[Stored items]
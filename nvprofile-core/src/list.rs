use crate::descriptor::{DESCRIPTOR_NAME, ProfileDescriptor};
use crate::error::Result;
use crate::read::archive::Opened;
use std::collections::BTreeMap;
use std::path::Path;
use tracing::debug;

#[derive(Clone, Debug, PartialEq, Eq)]
pub enum TreeNode {
    Dir(DirNode),
    File,
}

/// Children keyed by name, so iteration is always sorted.
#[derive(Clone, Debug, Default, PartialEq, Eq)]
pub struct DirNode {
    pub children: BTreeMap<String, TreeNode>,
}

impl DirNode {
    pub fn child(&self, name: &str) -> Option<&TreeNode> {
        self.children.get(name)
    }

    pub fn dir(&self, name: &str) -> Option<&DirNode> {
        match self.children.get(name) {
            Some(TreeNode::Dir(d)) => Some(d),
            _ => None,
        }
    }
}

/// Hierarchical view of an archive's content entries. Directories are synthesized from the
/// `/`-separated names.
#[derive(Clone, Debug, Default, PartialEq, Eq)]
pub struct ListingTree {
    pub root: DirNode,
}

impl ListingTree {
    pub fn from_names<'a>(names: impl IntoIterator<Item = &'a str>) -> Self {
        let mut tree = Self::default();
        for n in names {
            tree.insert(n);
        }
        tree
    }

    /// Adds one entry name. Empty segments are ignored; a trailing `/` adds a directory.
    /// A name that is both a file and a prefix of other names is shown as a directory.
    pub fn insert(&mut self, name: &str) {
        let is_dir = name.ends_with('/');
        let parts: Vec<&str> = name.split('/').filter(|p| !p.is_empty()).collect();
        let Some((last, dirs)) = parts.split_last() else {
            return;
        };

        let mut cur = &mut self.root;
        for part in dirs {
            let node = cur
                .children
                .entry((*part).to_string())
                .or_insert_with(|| TreeNode::Dir(DirNode::default()));
            if matches!(node, TreeNode::File) {
                *node = TreeNode::Dir(DirNode::default());
            }
            cur = match node {
                TreeNode::Dir(d) => d,
                TreeNode::File => unreachable!("file nodes were upgraded above"),
            };
        }

        let leaf = if is_dir {
            TreeNode::Dir(DirNode::default())
        } else {
            TreeNode::File
        };
        cur.children.entry((*last).to_string()).or_insert(leaf);
    }

    pub fn root(&self) -> &DirNode {
        &self.root
    }

    pub fn is_empty(&self) -> bool {
        self.root.children.is_empty()
    }

    pub fn file_count(&self) -> usize {
        fn walk(d: &DirNode) -> usize {
            d.children
                .values()
                .map(|n| match n {
                    TreeNode::File => 1,
                    TreeNode::Dir(sub) => walk(sub),
                })
                .sum()
        }
        walk(&self.root)
    }

    /// All file leaves as `/`-joined paths, in tree order.
    pub fn file_paths(&self) -> Vec<String> {
        fn walk(d: &DirNode, prefix: &str, out: &mut Vec<String>) {
            for (name, node) in &d.children {
                let p = if prefix.is_empty() {
                    name.clone()
                } else {
                    format!("{prefix}/{name}")
                };
                match node {
                    TreeNode::File => out.push(p),
                    TreeNode::Dir(sub) => walk(sub, &p, out),
                }
            }
        }
        let mut out = Vec::new();
        walk(&self.root, "", &mut out);
        out
    }

    /// Indented text rendering, two spaces per level, directories suffixed with `/`.
    pub fn render(&self) -> String {
        fn walk(d: &DirNode, depth: usize, out: &mut String) {
            for (name, node) in &d.children {
                out.push_str(&"  ".repeat(depth));
                out.push_str(name);
                match node {
                    TreeNode::File => out.push('\n'),
                    TreeNode::Dir(sub) => {
                        out.push_str("/\n");
                        walk(sub, depth + 1, out);
                    }
                }
            }
        }
        let mut out = String::new();
        walk(&self.root, 0, &mut out);
        out
    }
}

#[derive(Clone, Debug)]
pub struct Inspection {
    pub descriptor: ProfileDescriptor,
    pub tree: ListingTree,
}

/// Reads the descriptor and builds the content tree. Opens the archive read-only.
pub fn inspect(archive: &Path) -> Result<Inspection> {
    let mut opened = Opened::open(archive)?;
    let descriptor = opened.descriptor()?;
    let names = opened.entry_names()?;
    let tree = ListingTree::from_names(
        names
            .iter()
            .map(String::as_str)
            .filter(|n| *n != DESCRIPTOR_NAME),
    );
    debug!(archive = %archive.display(), files = tree.file_count(), "inspected");
    Ok(Inspection { descriptor, tree })
}

/// Raw entry names in archive order, descriptor included.
pub fn list(archive: &Path) -> Result<Vec<String>> {
    Opened::open(archive)?.entry_names()
}
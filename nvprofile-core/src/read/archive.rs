use crate::descriptor::{DESCRIPTOR_NAME, ProfileDescriptor};
use crate::error::{ProfileError, Result};
use std::fs::File;
use std::io::{BufReader, Read};
use std::path::{Path, PathBuf};
use zip::ZipArchive;
use zip::result::ZipError;

/// An opened `.nvdaprofile` that is known to carry a descriptor entry.
pub struct Opened {
    pub path: PathBuf,
    pub zip: ZipArchive<BufReader<File>>,
}

impl Opened {
    pub fn open(path: &Path) -> Result<Self> {
        let f = File::open(path)
            .map_err(|e| ProfileError::invalid(path, format!("cannot open: {e}")))?;
        let mut zip = ZipArchive::new(BufReader::new(f))
            .map_err(|e| ProfileError::invalid(path, format!("not a zip container: {e}")))?;
        match zip.by_name(DESCRIPTOR_NAME) {
            Ok(_) => {}
            Err(ZipError::FileNotFound) => {
                return Err(ProfileError::invalid(
                    path,
                    format!("missing {DESCRIPTOR_NAME}"),
                ));
            }
            Err(e) => return Err(ProfileError::invalid(path, e.to_string())),
        }
        Ok(Self {
            path: path.to_path_buf(),
            zip,
        })
    }

    pub fn descriptor(&mut self) -> Result<ProfileDescriptor> {
        let mut buf = Vec::new();
        {
            let mut e = self
                .zip
                .by_name(DESCRIPTOR_NAME)
                .map_err(|e| ProfileError::invalid(&self.path, e.to_string()))?;
            e.read_to_end(&mut buf)
                .map_err(|e| ProfileError::invalid(&self.path, format!("descriptor read: {e}")))?;
        }
        ProfileDescriptor::from_json(&buf, &self.path)
    }

    /// Raw entry names in archive order, descriptor included.
    pub fn entry_names(&mut self) -> Result<Vec<String>> {
        (0..self.zip.len())
            .map(|i| {
                self.zip
                    .by_index_raw(i)
                    .map(|e| e.name().to_string())
                    .map_err(|e| ProfileError::invalid(&self.path, format!("entry {i}: {e}")))
            })
            .collect()
    }
}

#![forbid(unsafe_code)]

pub mod descriptor;
pub mod domain;
pub mod error;
pub mod settings;

pub mod pack {
    pub mod walker;
    pub mod writer;
}

pub mod read {
    pub mod archive;
    pub mod restore;
}

pub mod list;

// Re-exports: stable API surface
pub use descriptor::{DESCRIPTOR_NAME, ProfileDescriptor};
pub use domain::{BackupSummary, RestoreSummary};
pub use error::{ErrorKind, ProfileError};
pub use list::{Inspection, ListingTree, TreeNode, inspect, list};
pub use pack::writer::{create, create_with_summary};
pub use read::restore::{RestoreOptions, RestoreStrategy, restore, restore_with};
pub mod handlers;

use crate::presentation::cli::{Cli, Commands};
use clap::Parser;
use nvprofile_core::error::Result;
use tracing_subscriber::EnvFilter;

pub fn run() -> Result<()> {
    let cli = Cli::parse();
    init_logging(cli.verbose);
    match cli.command {
        Commands::Create { out, source } => handlers::handle_create(out, source),
        Commands::Inspect { archive, json } => handlers::handle_inspect(archive, json),
        Commands::List { archive } => handlers::handle_list(archive),
        Commands::Restore {
            archive,
            target,
            staged,
            backup_current,
            yes,
        } => handlers::handle_restore(archive, target, staged, backup_current, yes),
    }
}

fn init_logging(verbose: bool) {
    let fallback = if verbose { "debug" } else { "warn" };
    let filter = EnvFilter::try_from_default_env().unwrap_or_else(|_| EnvFilter::new(fallback));
    // a second init (tests) is harmless
    let _ = tracing_subscriber::fmt()
        .with_env_filter(filter)
        .with_writer(std::io::stderr)
        .with_target(false)
        .try_init();
}
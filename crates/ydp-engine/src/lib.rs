//! YDP Engine Library
#![deny(clippy::unwrap_used, clippy::expect_used)]
//!
//! Milestoned change capture and multi-sink replication for the Yellow Data
//! Platform.
//!
//! # Overview
//!
//! - **Ingestion**: Cron-triggered captures of source datastores, one batch
//!   per data platform and stream
//! - **Merge**: Batches folded into the merge store as live (SCD1) or
//!   forensic (SCD2) history, committed atomically
//! - **Routing**: Each workspace's dataset groups bound to one platform and
//!   its milestoning view
//! - **Replication**: Committed history pushed to Postgres and SQL Server
//!   replica targets behind per-table watermarks
//! - **Transformers**: Workspace code whose output tables become the next
//!   batch of a derived datastore
//!
//! # Architecture
//!
//! Writes go through the [`merge::MergeEngine`]; operator reads go through
//! the query handlers in [`cqrs`]. Every external system sits behind a
//! trait ([`connector::SourceConnector`], [`replication::ReplicaTarget`],
//! [`merge::MergeStore`]) with an in-memory implementation for tests.
//!
//! # Example
//!
//! ```no_run
//! use std::sync::Arc;
//! use ydp_common::model::Ecosystem;
//! use ydp_engine::connector::MemorySource;
//! use ydp_engine::merge::MemoryMergeStore;
//! use ydp_engine::replication::MemoryTargetProvider;
//! use ydp_engine::Pipeline;
//!
//! #[tokio::main]
//! async fn main() -> anyhow::Result<()> {
//!     let ecosystem = Arc::new(Ecosystem::from_yaml_file("demos/yellow_starter.yaml")?);
//!     let pipeline = Pipeline::builder(ecosystem, Arc::new(MemoryMergeStore::new()))
//!         .connector(Arc::new(MemorySource::new()))
//!         .targets(Arc::new(MemoryTargetProvider::new()))
//!         .build()?;
//!
//!     pipeline.fire("Store1").await?;
//!     pipeline.replicate("SQLServer").await?;
//!     Ok(())
//! }
//! ```

pub mod batch;
pub mod cli;
pub mod config;
pub mod connector;
pub mod cqrs;
pub mod error;
pub mod merge;
pub mod pipeline;
pub mod records;
pub mod replication;
pub mod router;
pub mod scheduler;
pub mod transformer;

// Re-export commonly used types
pub use cli::{Cli, Commands};
pub use error::{PipelineError, Result};
pub use pipeline::Pipeline;
pub use scheduler::StreamRun;
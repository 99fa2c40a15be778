//! Ecosystem lint
//!
//! Structural checks that must pass before any data motion: unique names,
//! resolvable references, parseable triggers, valid placements, and an acyclic
//! transformer job graph.

use std::collections::{BTreeMap, BTreeSet, HashSet};

use super::ecosystem::{DataContainer, Ecosystem};
use crate::error::{Result, YdpError};

impl Ecosystem {
    /// Run every check and return all issues at once
    pub fn lint(&self) -> Result<()> {
        let mut issues = Vec::new();

        self.check_unique_names(&mut issues);
        self.check_datasets(&mut issues);
        self.check_sinks(&mut issues);
        self.check_triggers(&mut issues);
        self.check_provider(&mut issues);

        if let Err(cycle) = self.check_job_graph() {
            issues.push(cycle);
        }

        if issues.is_empty() {
            Ok(())
        } else {
            Err(YdpError::Validation(issues))
        }
    }

    fn check_unique_names(&self, issues: &mut Vec<String>) {
        duplicates("datastore", self.datastores().map(|d| d.name.as_str()), issues);
        duplicates("workspace", self.workspaces().map(|w| w.name.as_str()), issues);
        duplicates("team", self.teams.iter().map(|t| t.name.as_str()), issues);

        for store in self.datastores() {
            duplicates(
                &format!("dataset in {}", store.name),
                store.datasets.iter().map(|d| d.name.as_str()),
                issues,
            );
        }
        for workspace in self.workspaces() {
            duplicates(
                &format!("dataset group in {}", workspace.name),
                workspace.dataset_groups.iter().map(|g| g.name.as_str()),
                issues,
            );
        }

        let psp = self.psp();
        duplicates("data platform", psp.data_platforms.iter().map(|p| p.name.as_str()), issues);
        duplicates(
            "replica group",
            psp.consumer_replica_groups.iter().map(|g| g.name.as_str()),
            issues,
        );
        for group in &psp.consumer_replica_groups {
            duplicates(
                &format!("container in {}", group.name),
                group.data_containers.iter().map(|c| c.name.as_str()),
                issues,
            );
        }
    }

    fn check_datasets(&self, issues: &mut Vec<String>) {
        for store in self.datastores() {
            if store.datasets.is_empty() {
                issues.push(format!("datastore {} declares no datasets", store.name));
            }
            for dataset in &store.datasets {
                if dataset.schema.primary_key().next().is_none() {
                    issues.push(format!(
                        "dataset {}.{} has no primary key column",
                        store.name, dataset.name
                    ));
                }
                duplicates(
                    &format!("column in {}.{}", store.name, dataset.name),
                    dataset.schema.columns.iter().map(|c| c.name.as_str()),
                    issues,
                );
            }
        }
    }

    fn check_sinks(&self, issues: &mut Vec<String>) {
        for workspace in self.workspaces() {
            for group in &workspace.dataset_groups {
                if group.sinks.is_empty() {
                    issues.push(format!(
                        "dataset group {}/{} has no sinks",
                        workspace.name, group.name
                    ));
                }
                for sink in &group.sinks {
                    if self.dataset(&sink.datastore, &sink.dataset).is_err() {
                        issues.push(format!(
                            "dataset group {}/{} references unknown dataset {}",
                            workspace.name, group.name, sink
                        ));
                    }
                }
            }
        }
    }

    fn check_triggers(&self, issues: &mut Vec<String>) {
        for store in self.datastores() {
            if let Some(capture) = &store.capture {
                if let Err(e) = capture.trigger.schedule() {
                    issues.push(format!("datastore {}: {}", store.name, e));
                }
            }
        }
        for workspace in self.workspaces() {
            if let Some(job) = &workspace.transformer {
                if let Err(e) = job.trigger.schedule() {
                    issues.push(format!("transformer {}: {}", job.name, e));
                }
                if job.store.capture.is_some() {
                    issues.push(format!(
                        "transformer {} output datastore {} must not declare a capture",
                        job.name, job.store.name
                    ));
                }
            }
        }
        for group in &self.psp().consumer_replica_groups {
            if let Err(e) = group.trigger.schedule() {
                issues.push(format!("replica group {}: {}", group.name, e));
            }
        }
    }

    fn check_provider(&self, issues: &mut Vec<String>) {
        let psp = self.psp();
        if psp.data_platforms.is_empty() {
            issues.push(format!("provider {} declares no data platforms", psp.name));
        }

        let workspaces: HashSet<&str> = self.workspaces().map(|w| w.name.as_str()).collect();
        for group in &psp.consumer_replica_groups {
            if group.data_containers.is_empty() {
                issues.push(format!("replica group {} has no containers", group.name));
            }
            for name in &group.workspace_names {
                if !workspaces.contains(name.as_str()) {
                    issues.push(format!(
                        "replica group {} serves unknown workspace {}",
                        group.name, name
                    ));
                }
            }
        }

        for hint in &psp.hints {
            let Ok(workspace) = self.workspace(&hint.workspace_name) else {
                issues.push(format!("hint references unknown workspace {}", hint.workspace_name));
                continue;
            };
            if workspace.transformer.is_none() {
                issues.push(format!(
                    "hint targets workspace {} which has no transformer",
                    workspace.name
                ));
            }
            let placement = &hint.execution_placement;
            match psp.replica_group(&placement.crg_name) {
                None => issues.push(format!(
                    "placement for {} names unknown replica group {}",
                    hint.workspace_name, placement.crg_name
                )),
                Some(group) => {
                    if group.container(&placement.dc_name).is_none() {
                        issues.push(format!(
                            "placement for {} names unknown container {} in {}",
                            hint.workspace_name, placement.dc_name, placement.crg_name
                        ));
                    }
                    if !group.workspace_names.contains(&hint.workspace_name) {
                        issues.push(format!(
                            "replica group {} does not serve workspace {}",
                            group.name, hint.workspace_name
                        ));
                    }
                },
            }
        }

        for workspace in self.workspaces() {
            if workspace.transformer.is_some() && psp.hint_for(&workspace.name).is_none() {
                issues.push(format!(
                    "transformer workspace {} has no execution placement hint",
                    workspace.name
                ));
            }
        }
    }

    /// Transformer job graph: `A -> B` when B's workspace consumes A's output.
    ///
    /// Returns the first cycle found, rendered as `A -> B -> A`.
    pub fn check_job_graph(&self) -> std::result::Result<(), String> {
        let mut edges: BTreeMap<&str, BTreeSet<&str>> = BTreeMap::new();
        for consumer in self.workspaces() {
            let Some(job) = &consumer.transformer else {
                continue;
            };
            edges.entry(job.name.as_str()).or_default();
            for store in consumer.consumed_datastores() {
                if let Some(producer) = self.producer_of(store).and_then(|w| w.transformer.as_ref())
                {
                    edges
                        .entry(producer.name.as_str())
                        .or_default()
                        .insert(job.name.as_str());
                }
            }
        }

        let mut done = HashSet::new();
        for start in edges.keys() {
            let mut path = Vec::new();
            if let Some(cycle) = visit(*start, &edges, &mut path, &mut done) {
                return Err(format!("transformer dependency cycle: {}", cycle.join(" -> ")));
            }
        }
        Ok(())
    }
}

fn visit<'a>(
    node: &'a str,
    edges: &BTreeMap<&'a str, BTreeSet<&'a str>>,
    path: &mut Vec<&'a str>,
    done: &mut HashSet<&'a str>,
) -> Option<Vec<&'a str>> {
    if let Some(pos) = path.iter().position(|n| *n == node) {
        let mut cycle = path[pos..].to_vec();
        cycle.push(node);
        return Some(cycle);
    }
    if done.contains(node) {
        return None;
    }

    path.push(node);
    for next in edges.get(node).into_iter().flatten() {
        if let Some(cycle) = visit(*next, edges, path, done) {
            return Some(cycle);
        }
    }
    path.pop();
    done.insert(node);
    None
}

fn duplicates<'a>(kind: &str, names: impl Iterator<Item = &'a str>, issues: &mut Vec<String>) {
    let mut seen = HashSet::new();
    for name in names {
        if !seen.insert(name) {
            issues.push(format!("duplicate {} name: {}", kind, name));
        }
    }
}

/// Containers the engine has no replica adapter for
pub fn unsupported_replica_containers(eco: &Ecosystem) -> Vec<(&str, &DataContainer)> {
    use super::ecosystem::ContainerKind;

    eco.psp()
        .consumer_replica_groups
        .iter()
        .flat_map(|g| g.data_containers.iter().map(move |c| (g.name.as_str(), c)))
        .filter(|(_, c)| matches!(c.kind, ContainerKind::Oracle | ContainerKind::Db2))
        .collect()
}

Activity: Copy down each line in the entries that has the word "seen".

Problem solution:
    let mut seen = HashSet::new();
        if !seen.insert(name) {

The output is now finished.